Epilogue
Roxy
The struggle is real.
The one to get comfortable.
The one to sleep without feeling like a beached whale.
The one to fit through a freaking doorway.
Nine months and five days.
This baby does not want to leave her house. That’s what I am now. One gigantic home for a girl who seems to think the elephant’s gestational period is fine and dandy.
September rolls into town, and it’s time for Ben to start kindergarten.
“Please roll me to the Helen Williams School,” I say at the breakfast table on his first day.
“You don’t have to take me to school, Roxy,” Ben says. “You should take a nap. Nap time is cool.”
“I plan on sleeping all day long once she’s here, since you’re going to take care of her, right?” I tease.
He laughs. “I’ll help out if she’s not smelly.”
“It’s good to have lines, son,” Miles says in mock seriousness.
“Also, I’m not missing your first day of school.”

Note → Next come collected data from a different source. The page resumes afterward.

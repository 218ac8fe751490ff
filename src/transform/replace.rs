//! Fitting a slice into a document range.
//!
//! [`replace_step`] turns an arbitrary `(from, to, slice)` into a step that
//! is valid for the schema: it places the slice's content on the open
//! "frontier" of the document at `from`, wrapping, opening or dropping
//! slice nodes when they do not fit, then closes the frontier against the
//! content after `to`.

use super::replace_step::{ReplaceAroundStep, ReplaceStep};
use super::step::Step;
use super::structure::insert_point;
use super::{Transform, TransformError};
use crate::model::{
    Attrs, ContentMatch, Fragment, ModelError, Node, NodeType, ResolvedPos, Slice,
};
use tracing::trace;

/// A step replacing `from..to` with `slice`, or `None` when there is nothing
/// to do or no valid fit exists.
pub fn replace_step(
    doc: &Node,
    from: usize,
    to: usize,
    slice: &Slice,
) -> Result<Option<Step>, ModelError> {
    if from == to && slice.size() == 0 {
        return Ok(None);
    }
    let rfrom = doc.resolve(from)?;
    let rto = doc.resolve(to)?;
    if fits_trivially(&rfrom, &rto, slice) {
        return Ok(Some(ReplaceStep::new(from, to, slice.clone(), false).into()));
    }
    Ok(Fitter::new(rfrom, rto, slice.clone())?.fit())
}

fn fits_trivially(rfrom: &ResolvedPos, rto: &ResolvedPos, slice: &Slice) -> bool {
    slice.open_start() == 0
        && slice.open_end() == 0
        && rfrom.start(rfrom.depth()) == rto.start(rto.depth())
        && rfrom.parent().can_replace(
            rfrom.index(rfrom.depth()),
            rto.index(rto.depth()),
            slice.content(),
        )
}

/// An open node on the insertion side and the content it still accepts.
#[derive(Debug, Clone)]
struct Frontier {
    node_type: NodeType,
    content_match: ContentMatch,
}

/// Where the next piece of unplaced content goes.
#[derive(Debug)]
struct Fittable {
    slice_depth: usize,
    frontier_depth: usize,
    parent: Option<Node>,
    inject: Option<Fragment>,
    wrap: Option<Vec<NodeType>>,
}

#[derive(Debug)]
struct CloseLevel {
    depth: usize,
    fit: Fragment,
    move_to: ResolvedPos,
}

struct Fitter {
    from: ResolvedPos,
    to: ResolvedPos,
    unplaced: Slice,
    frontier: Vec<Frontier>,
    /// Content placed so far, open along its right edge down to the
    /// frontier.
    placed: Fragment,
}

Miraculously, I manage to take him to school without waddling the whole way, but as Miles and I leave, we walk one block, chatting about how well the expansion of Fluffy & Fabulous is going, and then my water breaks.
* * *
Contractions are no joke.
But as determined as this girl was to stay inside me, she’s just as determined to make her great escape.
When we reach the hospital, the nurses whisk me to a labor and delivery room and administer an epidural.
Bring it on.
And I love it because everything people say about the pain of labor should be multiplied. That stuff hurts like hell.
But nothing hurts now, thanks to drugs. Yay, drugs.
“You’re almost there,” Miles says, cheering me on.
The curly-haired nurse squeezes my hand. “Just one more push, honey.”
Panting, I grit my teeth and try again.
“You can do it,” Miles urges, and I think this is where I’m supposed to yell at him, but I don’t feel like yelling. I feel like meeting my baby. I’m so damn ready.
The next time the nurse tells me to push, I focus all my energy on what I’ve wanted so badly these last several months.
Her.
“You’ve got it. You can do it,” my husband says confidently, like he believes so deeply in me.
And in my ability to pop out a watermelon.
I bear down. With a primal scream, my little girl announces her arrival into the world, and relief and joy flood me.
“She’s perfect,” the nurse says proudly.
“She’s magic,” Miles whispers, complete wonder in his voice as he gazes at the little creature who’s been setting up shop in me for the last nine months.
Tears leak down my face, and all I want is to hold her and love her. My arms reach for her. The nurse hands her to me, and I’m clobbered by so much emotion and by the instant bond I feel with my baby. I’m going to love her wildly for my whole life.
I tear my gaze away from the gorgeous creature to look at my husband, who’s staring in awe at our baby.
He strokes her hair as tears slide down his cheeks too. “What should we name her?”
I smile at him and then her. “Sarah.”
He kisses her and then kisses me. “Thank you for letting me be her dad.”
And I fall in love with him all over again.